PDPC slapped $750,000 penalty on IHiS for breaching data protection obligations

It also fined SingHealth $250,000 for the negligence of its data controllers.

The Personal Data Protection Commission (PDPC) has imposed financial penalties of $750,000 on Integrated Health Information Systems (IHiS) and $250,000 on Singapore Health Services (SingHealth) for breaching their data protection obligations which resulted in what is considered as Singapore’s largest cyber attack with the personal information of over 1.5 million patients being stolen.

PDPC’s investigation into the data breach found that IHiS had failed to take adequate security measures to protect the personal data in its possession, whilst SingHealth personnel handling security incidents failed to understand and take the necessary steps to grasp the significance of the information provided by IHiS.

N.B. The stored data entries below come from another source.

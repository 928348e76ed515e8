//! Domain events published after successful transitions.

use tokio::sync::broadcast;

use crate::game::{GameId, Participant, PlayerId};
use crate::projection::GameProjection;

/// Notification for whatever fans state out to viewers.
#[derive(Debug, Clone, PartialEq, Eq)]
pub enum GameEvent {
    /// Any accepted transition; carries the full projection.
    GameUpdated(Box<GameProjection>),
    /// A second player took the open seat.
    PlayerJoined { game: GameId, player: Participant },
    /// Both fleets are in and the first turn is open.
    GameStarted { game: GameId, first_turn: PlayerId },
    /// The last ship of a fleet went down.
    GameEnded { game: GameId, winner: Participant },
}

impl GameEvent {
    pub fn game_id(&self) -> GameId {
        match self {
            GameEvent::GameUpdated(projection) => projection.id,
            GameEvent::PlayerJoined { game, .. }
            | GameEvent::GameStarted { game, .. }
            | GameEvent::GameEnded { game, .. } => *game,
        }
    }
}

/// Fire-and-forget publisher. Sending never waits and a missing audience
/// is not an error.
#[derive(Debug, Clone)]
pub struct EventBus {
    sender: broadcast::Sender<GameEvent>,
}

impl EventBus {
    pub fn new(capacity: usize) -> Self {
        let (sender, _) = broadcast::channel(capacity.max(1));
        Self { sender }
    }

    pub fn subscribe(&self) -> broadcast::Receiver<GameEvent> {
        self.sender.subscribe()
    }

    pub fn publish(&self, event: GameEvent) {
        if self.sender.send(event).is_err() {
            log::trace!("no subscribers for game event");
        }
    }
}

“Even if organisations delegate work to vendors, organisations as data controllers must ultimately take responsibility for the personal data that they have collected from their customers,” PDPC said in a statement.

IHiS which is the central IT agency responsible for Singapore’s healthcare sector also sacked two managers, whilst imposing financial penalties on five members of its senior management including CEO Bruce Liang, over their negligence.

The financial penalties imposed on SingHealth and IHiS are said to be the highest ever imposed by PDPC to-date, after taking into account that the data breach was the largest the country had ever experienced, as well as the sensitive nature of the patients’ data.

PDPC also added that the penalties took into account the fact that both IHiS and SingHealth were cooperative throughout the investigation and took immediate remedial actions.